Getting hurt was the furthest thing from Sarah's mind when she met Joe at a back-to-school dance in September 2004, the start of her sophomore year. "He was really cute," Sarah recalls, grinning. Within weeks she was in love. Every afternoon she would sit on the front lawn of her house in a suburb of Palo Alto, Calif., hoping to catch a moment with Joe as he walked home from practice. "I was crazy about him and about being in a new fun relationship," she says. Soon the two were inseparable. Joe, knowing Sarah left before dawn for crew practice—she eventually became team captain—began sending her text messages at 4 a.m. "They would say things like, 'I know you are at practice right now, but I just wanted to be the first one to say hi,'" Sarah says.
Initially flattered, Sarah gradually grew uneasy with Joe's possessiveness. "He never really straight out said he didn't like my friends, but he made it clear I didn't need anyone else.

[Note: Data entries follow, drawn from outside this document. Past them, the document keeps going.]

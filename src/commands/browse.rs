//! Interactive browse session.
//!
//! Reads commands line by line. A bare id looks up a hero; slash commands
//! drive the search box, the category selector and the hero overlay.
//! Lookup errors are printed and the session carries on.

use super::traits::render_view;
use super::utils::{load_catalog, Catalog};
use crate::aggregator::{
    available_categories, expanded_categories, toggle_category, CategorySelection,
};
use crate::lookup::{assess_hero, LookupSession};
use crate::output::{render_category_bar, render_hero};
use crate::store::HeroStore;
use anyhow::Result;
use log::debug;
use std::io::{BufRead, Write};

const HELP: &str = "\
Commands:
  <id>               look up a hero
  /search <text>     filter trait values (empty text clears the search)
  /category <name>   select a category (All for every category)
  /categories        list categories
  /toggle <name>     fold or unfold one category
  /close             close the hero card
  /help              show this help
  /quit              leave";

/// A parsed input line
#[derive(Debug, Clone, PartialEq, Eq)]
pub enum BrowseCommand {
    Lookup(String),
    Search(String),
    Category(CategorySelection),
    Categories,
    Toggle(String),
    Close,
    Help,
    Quit,
    Unknown(String),
}

impl BrowseCommand {
    /// Parse one input line; blank lines yield `None`
    pub fn parse(line: &str) -> Option<Self> {
        let line = line.trim();
        if line.is_empty() {
            return None;
        }

        let Some(rest) = line.strip_prefix('/') else {
            return Some(Self::Lookup(line.to_string()));
        };

        let (name, arg) = match rest.split_once(char::is_whitespace) {
            Some((name, arg)) => (name, arg.trim()),
            None => (rest, ""),
        };

        Some(match name {
            "search" | "s" => Self::Search(arg.to_string()),
            "category" | "c" => Self::Category(arg.parse().unwrap_or_default()),
            "categories" => Self::Categories,
            "toggle" | "t" => Self::Toggle(arg.to_string()),
            "close" => Self::Close,
            "help" | "h" => Self::Help,
            "quit" | "q" | "exit" => Self::Quit,
            other => Self::Unknown(other.to_string()),
        })
    }
}

/// Run an interactive session until `/quit` or end of input
pub fn execute_browse<S, R, W>(store: &S, input: R, mut out: W) -> Result<()>
where
    S: HeroStore + ?Sized,
    R: BufRead,
    W: Write,
{
    let catalog = load_catalog(store);
    let mut session = LookupSession::new(store);
    let mut search = String::new();
    let mut selection = CategorySelection::All;
    let mut expanded = expanded_categories(&catalog.traits, &search, &selection);

    writeln!(out, "{}", render_view(&catalog, &search, &selection, &expanded, false))?;
    writeln!(out, "\nType /help for commands.")?;

    for line in input.lines() {
        let line = line?;
        let Some(command) = BrowseCommand::parse(&line) else {
            continue;
        };
        debug!("Browse command: {:?}", command);

        match command {
            BrowseCommand::Quit => break,
            BrowseCommand::Help => writeln!(out, "{}", HELP)?,
            BrowseCommand::Unknown(name) => writeln!(out, "Unknown command: /{}", name)?,
            BrowseCommand::Categories => writeln!(
                out,
                "{}",
                render_category_bar(&available_categories(&catalog.traits), &selection)
            )?,
            BrowseCommand::Search(text) => {
                search = text;
                expanded = expanded_categories(&catalog.traits, &search, &selection);
                writeln!(out, "{}", render_view(&catalog, &search, &selection, &expanded, false))?;
            }
            BrowseCommand::Category(next) => {
                // Picking a category clears the search box
                selection = next;
                search.clear();
                expanded = expanded_categories(&catalog.traits, &search, &selection);
                writeln!(out, "{}", render_view(&catalog, &search, &selection, &expanded, false))?;
            }
            BrowseCommand::Toggle(name) => match find_category(&catalog, &name) {
                Some(category) => {
                    toggle_category(&mut expanded, category);
                    writeln!(out, "{}", render_view(&catalog, &search, &selection, &expanded, false))?;
                }
                None => writeln!(out, "Unknown category: {}", name)?,
            },
            BrowseCommand::Close => {
                session.close();
                writeln!(out, "Hero card closed.")?;
            }
            BrowseCommand::Lookup(id) => {
                session.submit(&id);
                write_lookup_result(&mut out, &catalog, &session)?;
            }
        }
    }

    Ok(())
}

/// Catalog category matching `name`, ignoring case
fn find_category<'c>(catalog: &'c Catalog, name: &str) -> Option<&'c str> {
    catalog
        .traits
        .iter()
        .map(|(category, _)| category)
        .find(|category| category.eq_ignore_ascii_case(name))
}

fn write_lookup_result<S, W>(out: &mut W, catalog: &Catalog, session: &LookupSession<'_, S>) -> Result<()>
where
    S: HeroStore + ?Sized,
    W: Write,
{
    if let Some(error) = session.error() {
        writeln!(out, "✗ {}", error)?;
    } else if let Some(hero) = session.visible() {
        let traits = assess_hero(&catalog.traits, hero);
        writeln!(out, "{}", render_hero(hero, &traits))?;
    }
    Ok(())
}

#[cfg(test)]
mod tests {
    use super::*;

    #[test]
    fn test_parse_commands() {
        assert_eq!(BrowseCommand::parse("   "), None);
        assert_eq!(BrowseCommand::parse("42"), Some(BrowseCommand::Lookup("42".to_string())));
        assert_eq!(
            BrowseCommand::parse("/search dragon helm"),
            Some(BrowseCommand::Search("dragon helm".to_string()))
        );
        assert_eq!(BrowseCommand::parse("/search"), Some(BrowseCommand::Search(String::new())));
        assert_eq!(
            BrowseCommand::parse("/category Weapon"),
            Some(BrowseCommand::Category(CategorySelection::Category("Weapon".to_string())))
        );
        assert_eq!(
            BrowseCommand::parse("/category all"),
            Some(BrowseCommand::Category(CategorySelection::All))
        );
        assert_eq!(
            BrowseCommand::parse("/t Weapon"),
            Some(BrowseCommand::Toggle("Weapon".to_string()))
        );
        assert_eq!(BrowseCommand::parse("/quit"), Some(BrowseCommand::Quit));
        assert_eq!(
            BrowseCommand::parse("/zoom"),
            Some(BrowseCommand::Unknown("zoom".to_string()))
        );
    }
}
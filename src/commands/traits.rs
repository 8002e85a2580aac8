//! Traits command implementation.
//!
//! The traits command:
//! 1. Loads the trait catalog and last-updated time
//! 2. Applies search / category selection
//! 3. Prints the catalog view
//! 4. Optionally writes a JSON report

use super::models::TraitsArgs;
use super::utils::{last_updated_line, load_catalog, Catalog};
use crate::aggregator::{available_categories, expanded_categories, filter_traits, CategorySelection};
use crate::output::{render_category_bar, render_sections, write_report, TraitsReport};
use crate::store::HeroStore;
use anyhow::{Context, Result};
use log::{debug, info};
use std::collections::BTreeSet;
use std::time::Instant;

/// Execute the traits command
///
/// **Public** - main entry point called from main.rs
pub fn execute_traits<S: HeroStore + ?Sized>(store: &S, args: TraitsArgs) -> Result<()> {
    let start_time = Instant::now();

    info!("Step 1/3: Loading trait catalog...");
    let catalog = load_catalog(store);

    info!("Step 2/3: Rendering view (search: {:?}, category: {})", args.search, args.category);
    let expanded = expanded_categories(&catalog.traits, &args.search, &args.category);
    println!(
        "{}",
        render_view(&catalog, &args.search, &args.category, &expanded, args.expand_all)
    );

    if let Some(path) = &args.output {
        info!("Step 3/3: Writing report...");
        let sections = filter_traits(&catalog.traits, &args.search, &args.category);
        let report = TraitsReport::new(
            catalog.last_updated.clone(),
            &args.search,
            &args.category.to_string(),
            sections,
        );
        write_report(&report, path).context("Failed to write traits report")?;
        info!("✓ Report written to: {}", path.display());
    } else {
        info!("Step 3/3: Skipping report (not requested)");
    }

    debug!("Traits command completed in {:.2}s", start_time.elapsed().as_secs_f64());

    Ok(())
}

/// Full catalog view: banner, category selector and sections
///
/// The category selector is hidden while a search is active. Sections in
/// `expanded` are unfolded.
pub fn render_view(
    catalog: &Catalog,
    search: &str,
    selection: &CategorySelection,
    expanded: &BTreeSet<String>,
    expand_all: bool,
) -> String {
    let mut lines = vec![last_updated_line(catalog), String::new()];

    if search.is_empty() {
        lines.push(render_category_bar(&available_categories(&catalog.traits), selection));
        lines.push(String::new());
    } else {
        lines.push(format!("🔍 Search: {}", search));
        lines.push(String::new());
    }

    let sections = filter_traits(&catalog.traits, search, selection);
    lines.push(render_sections(&sections, expanded, expand_all));

    lines.join("\n")
}
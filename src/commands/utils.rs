use super::models::StoreArgs;
use crate::aggregator::{load_traits, AggregatedTraits};
use crate::output::format_last_updated;
use crate::store::{HeroStore, HttpStore, SnapshotStore};
use crate::utils::config::{SCHEMA_VERSION, STORE_KEY_ENV, STORE_URL_ENV};
use anyhow::{Context, Result};
use log::{info, warn};

/// Data loaded once at session start
#[derive(Debug, Clone, Default)]
pub struct Catalog {
    pub traits: AggregatedTraits,

    /// Creation time of the newest hero, already formatted for display
    pub last_updated: Option<String>,
}

/// Validate store arguments
///
/// **Public** - called before any network access
pub fn validate_store_args(args: &StoreArgs) -> Result<()> {
    if args.snapshot.is_some() {
        return Ok(());
    }

    let url = args.url.as_deref().unwrap_or_default();
    if url.is_empty() {
        anyhow::bail!("Store URL is required (--url or {})", STORE_URL_ENV);
    }

    if !url.starts_with("http://") && !url.starts_with("https://") {
        anyhow::bail!("Store URL must start with http:// or https://");
    }

    if args.key.as_deref().unwrap_or_default().is_empty() {
        anyhow::bail!("Store API key is required (--key or {})", STORE_KEY_ENV);
    }

    Ok(())
}

/// Open the store selected by the arguments
pub fn open_store(args: &StoreArgs) -> Result<Box<dyn HeroStore>> {
    validate_store_args(args)?;

    if let Some(path) = &args.snapshot {
        info!("Using snapshot store: {}", path.display());
        let store = SnapshotStore::open(path)
            .with_context(|| format!("Failed to open snapshot {}", path.display()))?;
        return Ok(Box::new(store));
    }

    let url = args.url.clone().unwrap_or_default();
    let key = args.key.clone().unwrap_or_default();

    info!("Using store: {}", url);
    let store = HttpStore::new(url, key).context("Failed to create store client")?;
    Ok(Box::new(store))
}

/// Run the startup queries: trait table, then the newest hero's timestamp
///
/// Never fails. Missing data degrades to an empty catalog.
pub fn load_catalog<S: HeroStore + ?Sized>(store: &S) -> Catalog {
    let traits = load_traits(store);

    let last_updated = match store.fetch_latest_created_at() {
        Ok(latest) => latest.map(|ts| format_last_updated(&ts)),
        Err(e) => {
            warn!("Error fetching last update time: {}", e);
            None
        }
    };

    Catalog { traits, last_updated }
}

/// "Last updated" banner line
pub fn last_updated_line(catalog: &Catalog) -> String {
    format!(
        "🕒 Last updated: {} ET • Data refreshes every ~24 hours",
        catalog.last_updated.as_deref().unwrap_or("unknown")
    )
}

/// Display version information
pub fn display_version() {
    println!("Hero Rarity v{}", env!("CARGO_PKG_VERSION"));
    println!("Report Schema: v{}", SCHEMA_VERSION);
    println!();
    println!("Trait rarity explorer and hero lookup for OnChain Heroes.");
}
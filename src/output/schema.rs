//! JSON report schema definitions.
//!
//! Reports carry a schema version so downstream tooling can check
//! compatibility.

use crate::aggregator::CategorySection;
use crate::lookup::{AttributeRarity, HeroRecord};
use crate::utils::config::SCHEMA_VERSION;
use chrono::{DateTime, Utc};
use serde::Serialize;

/// Catalog view written by `traits --output`
#[derive(Debug, Clone, Serialize)]
pub struct TraitsReport {
    pub version: String,

    /// "Last updated" text from the store, if known
    #[serde(skip_serializing_if = "Option::is_none")]
    pub last_updated: Option<String>,

    pub search: String,

    pub category: String,

    pub sections: Vec<CategorySection>,

    pub generated_at: DateTime<Utc>,
}

impl TraitsReport {
    pub fn new(
        last_updated: Option<String>,
        search: &str,
        category: &str,
        sections: Vec<CategorySection>,
    ) -> Self {
        Self {
            version: SCHEMA_VERSION.to_string(),
            last_updated,
            search: search.to_string(),
            category: category.to_string(),
            sections,
            generated_at: Utc::now(),
        }
    }
}

/// Hero card written by `hero --output`
#[derive(Debug, Clone, Serialize)]
pub struct HeroReport {
    pub version: String,

    pub hero: HeroRecord,

    pub traits: Vec<AttributeRarity>,

    pub generated_at: DateTime<Utc>,
}

impl HeroReport {
    pub fn new(hero: HeroRecord, traits: Vec<AttributeRarity>) -> Self {
        Self {
            version: SCHEMA_VERSION.to_string(),
            hero,
            traits,
            generated_at: Utc::now(),
        }
    }
}
//! Category key normalization.
//!
//! The store still carries legacy category labels. Grouping and the hero
//! rarity join both go through [`normalize_category`], so a trait row and a
//! hero attribute with the same label always land on the same key.

use crate::utils::config::{
    BASIC_CATEGORIES, LEGACY_LEVEL_CATEGORY, LEGACY_NAME_CATEGORY, LEVEL_CATEGORY,
    ONE_OF_ONE_CATEGORY,
};

/// Map a raw category label to its grouping key
///
/// `"Season 1 Level"` becomes `"Level"`, `"Name"` becomes `"1/1"`,
/// anything else is returned unchanged.
pub fn normalize_category(raw: &str) -> &str {
    match raw {
        LEGACY_LEVEL_CATEGORY => LEVEL_CATEGORY,
        LEGACY_NAME_CATEGORY => ONE_OF_ONE_CATEGORY,
        other => other,
    }
}

/// Label shown next to a hero attribute
///
/// Only the level rename applies here; one-of-one names keep their own label.
pub fn display_trait_type(raw: &str) -> &str {
    if raw == LEGACY_LEVEL_CATEGORY {
        LEVEL_CATEGORY
    } else {
        raw
    }
}

/// Categories that always render their entries
pub fn is_basic_category(category: &str) -> bool {
    BASIC_CATEGORIES.contains(&category)
}
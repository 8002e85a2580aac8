mod common;

use common::sample_traits;
use hero_rarity::aggregator::{aggregate_traits, filter_traits, CategorySelection, TraitEntry};
use hero_rarity::store::TraitRow;
use pretty_assertions::assert_eq;

fn category_names(sections: &[hero_rarity::aggregator::CategorySection]) -> Vec<&str> {
    sections.iter().map(|s| s.category.as_str()).collect()
}

fn values(entries: &[TraitEntry]) -> Vec<&str> {
    entries.iter().map(|e| e.value.as_str()).collect()
}

#[test]
fn test_all_view_uses_priority_order() {
    let traits = aggregate_traits(&sample_traits());
    let sections = filter_traits(&traits, "", &CategorySelection::All);

    assert_eq!(
        category_names(&sections),
        vec!["Type", "Level", "Head", "Weapon", "Bottom", "1/1"]
    );
}

#[test]
fn test_single_category() {
    let traits = aggregate_traits(&sample_traits());
    let sections = filter_traits(&traits, "", &CategorySelection::Category("Weapon".to_string()));

    assert_eq!(category_names(&sections), vec!["Weapon"]);
    assert_eq!(values(&sections[0].entries), vec!["Axe", "Sword"]);
}

#[test]
fn test_unknown_category_is_empty() {
    let traits = aggregate_traits(&sample_traits());
    let sections = filter_traits(&traits, "", &CategorySelection::Category("Shoes".to_string()));
    assert!(sections.is_empty());
}

#[test]
fn test_search_case_insensitive_substring() {
    let traits = aggregate_traits(&[
        TraitRow::new("Head", "Dragon Helm", 8, 0.8),
        TraitRow::new("Weapon", "Sword", 250, 25.0),
    ]);

    let sections = filter_traits(&traits, "drag", &CategorySelection::All);
    assert_eq!(category_names(&sections), vec!["Head"]);
    assert_eq!(values(&sections[0].entries), vec!["Dragon Helm"]);

    let upper = filter_traits(&traits, "HELM", &CategorySelection::All);
    assert_eq!(values(&upper[0].entries), vec!["Dragon Helm"]);
}

#[test]
fn test_search_ignores_category_selection() {
    let traits = aggregate_traits(&sample_traits());
    let sections = filter_traits(&traits, "dragon", &CategorySelection::Category("Weapon".to_string()));

    // Background is outside the priority list and only reachable via search
    assert_eq!(category_names(&sections), vec!["Head", "Background"]);
}

#[test]
fn test_search_without_match() {
    let traits = aggregate_traits(&sample_traits());
    assert!(filter_traits(&traits, "unicorn", &CategorySelection::All).is_empty());
}

#[test]
fn test_entries_sorted_by_numeric_rarity() {
    // Store order is by value text; "10" sorts before "5" lexically
    let traits = aggregate_traits(&sample_traits());
    let sections = filter_traits(&traits, "", &CategorySelection::All);

    let level = sections.iter().find(|s| s.category == "Level").unwrap();
    assert_eq!(values(&level.entries), vec!["5", "10"]);

    for section in &sections {
        let percentages: Vec<f64> = section.entries.iter().map(|e| e.percentage().unwrap()).collect();
        assert!(
            percentages.windows(2).all(|w| w[0] <= w[1]),
            "{} not ordered: {:?}",
            section.category,
            percentages
        );
    }
}

#[test]
fn test_numeric_not_lexical_ordering() {
    let traits = aggregate_traits(&[
        TraitRow::new("Weapon", "Bow", 1, 10.0),
        TraitRow::new("Weapon", "Club", 1, 9.5),
        TraitRow::new("Weapon", "Dagger", 1, 100.0),
    ]);

    let sections = filter_traits(&traits, "", &CategorySelection::All);
    assert_eq!(values(&sections[0].entries), vec!["Club", "Bow", "Dagger"]);
}

#[test]
fn test_filter_is_idempotent_and_pure() {
    let traits = aggregate_traits(&sample_traits());
    let before = traits.clone();

    for (search, selection) in [
        ("", CategorySelection::All),
        ("", CategorySelection::Category("Head".to_string())),
        ("a", CategorySelection::All),
    ] {
        let first = filter_traits(&traits, search, &selection);
        let second = filter_traits(&traits, search, &selection);
        assert_eq!(first, second);
    }

    assert_eq!(traits, before);
}
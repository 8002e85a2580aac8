//! Hero records and attribute normalization.
//!
//! The store hands out `attributes` either as a JSON array or as a JSON
//! array encoded in a string. [`normalize_attributes`] is the single place
//! that turns either shape into a typed list; anything unreadable becomes an
//! empty list.

use crate::store::{HeroStore, RawHeroRecord};
use crate::utils::error::LookupError;
use log::{debug, warn};
use serde::{Deserialize, Serialize};
use std::fmt;

/// Attribute value, text or number
#[derive(Debug, Clone, PartialEq, Serialize, Deserialize)]
#[serde(untagged)]
pub enum AttributeValue {
    Text(String),
    Number(serde_json::Number),
}

impl fmt::Display for AttributeValue {
    /// Numbers render without a trailing ".0" so they compare equal to
    /// the trait table's text values ("5", not "5.0").
    fn fmt(&self, f: &mut fmt::Formatter<'_>) -> fmt::Result {
        match self {
            Self::Text(text) => f.write_str(text),
            Self::Number(n) => {
                if let Some(i) = n.as_i64() {
                    write!(f, "{}", i)
                } else if let Some(u) = n.as_u64() {
                    write!(f, "{}", u)
                } else {
                    write!(f, "{}", n.as_f64().unwrap_or(f64::NAN))
                }
            }
        }
    }
}

impl From<&str> for AttributeValue {
    fn from(text: &str) -> Self {
        Self::Text(text.to_string())
    }
}

impl From<i64> for AttributeValue {
    fn from(n: i64) -> Self {
        Self::Number(n.into())
    }
}

/// One trait of a hero
#[derive(Debug, Clone, PartialEq, Serialize, Deserialize)]
pub struct HeroAttribute {
    pub trait_type: String,
    pub value: AttributeValue,
}

impl HeroAttribute {
    pub fn new(trait_type: impl Into<String>, value: impl Into<AttributeValue>) -> Self {
        Self {
            trait_type: trait_type.into(),
            value: value.into(),
        }
    }
}

/// Hero record with attributes normalized
#[derive(Debug, Clone, PartialEq, Serialize, Deserialize)]
pub struct HeroRecord {
    pub id: u64,
    pub name: String,
    pub image_url: String,
    pub attributes: Vec<HeroAttribute>,
    #[serde(default, skip_serializing_if = "Option::is_none")]
    pub rarity_score: Option<f64>,
    #[serde(default, skip_serializing_if = "Option::is_none")]
    pub rarity_rank: Option<u64>,
}

impl From<RawHeroRecord> for HeroRecord {
    fn from(raw: RawHeroRecord) -> Self {
        Self {
            id: raw.id,
            name: raw.name.unwrap_or_default(),
            image_url: raw.image_url.unwrap_or_default(),
            attributes: normalize_attributes(&raw.attributes),
            rarity_score: raw.rarity_score,
            rarity_rank: raw.rarity_rank,
        }
    }
}

/// Turn the stored attribute field into a typed list
///
/// Accepts a JSON array or a string holding one. Elements that are not
/// `{trait_type, value}` objects are skipped.
pub fn normalize_attributes(raw: &serde_json::Value) -> Vec<HeroAttribute> {
    match raw {
        serde_json::Value::Array(items) => parse_attribute_array(items),
        serde_json::Value::String(text) => match serde_json::from_str::<serde_json::Value>(text) {
            Ok(serde_json::Value::Array(items)) => parse_attribute_array(&items),
            Ok(other) => {
                warn!("Encoded attributes are not an array: {}", other);
                Vec::new()
            }
            Err(e) => {
                warn!("Failed to decode attributes: {}", e);
                Vec::new()
            }
        },
        serde_json::Value::Null => {
            debug!("Hero has no attributes");
            Vec::new()
        }
        other => {
            warn!("Unexpected attributes shape: {}", other);
            Vec::new()
        }
    }
}

fn parse_attribute_array(items: &[serde_json::Value]) -> Vec<HeroAttribute> {
    let mut attributes = Vec::with_capacity(items.len());

    for (index, item) in items.iter().enumerate() {
        match serde_json::from_value::<HeroAttribute>(item.clone()) {
            Ok(attribute) => attributes.push(attribute),
            Err(e) => warn!("Skipping attribute {}: {}", index, e),
        }
    }

    attributes
}

/// Validate a user-supplied hero id
///
/// Only positive integers are accepted. Anything else is reported as
/// "Hero not found" without touching the store.
pub fn parse_hero_id(input: &str) -> Result<u64, LookupError> {
    match input.trim().parse::<u64>() {
        Ok(id) if id > 0 => Ok(id),
        _ => {
            debug!("Rejected hero id input: {:?}", input);
            Err(LookupError::NotFound)
        }
    }
}

/// Look up one hero by the id the user typed
///
/// # Errors
/// * `LookupError::NotFound` - Invalid id, or no hero with that id
/// * `LookupError::Store` - The store request failed
pub fn fetch_hero<S: HeroStore + ?Sized>(store: &S, input: &str) -> Result<HeroRecord, LookupError> {
    let id = parse_hero_id(input)?;

    let raw = store.fetch_hero(id)?.ok_or(LookupError::NotFound)?;

    Ok(HeroRecord::from(raw))
}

If a friend called, he'd be like, 'Why do you want to go out with them?'" When she did find time for pals, there was hell to pay: "My phone would ring and my friends would say, 'Why don't you ignore it?' And I would say, 'I can't ignore it—I'll get in trouble.' If I was hanging around with anyone else, he'd get mad and yell at me on the phone." Her friends knew only that something had changed. "I was seeing Sarah less and less," recalls Jeremy Carlson, 18. "It became kind of a joke—that she was too busy with school and crew."
Sarah kept her doubts to herself. "I felt ashamed of sticking with him," she says. "I think it has to do with being in one of the first relationships of your life. You don't really know where to draw the line." And then there was Joe himself, who followed up his outbursts with fervent apologies and tokens of love, usually bouquets of roses. "I got a lot of flowers," Sarah recalls. "He always delivered them to me himself. It made me feel loved."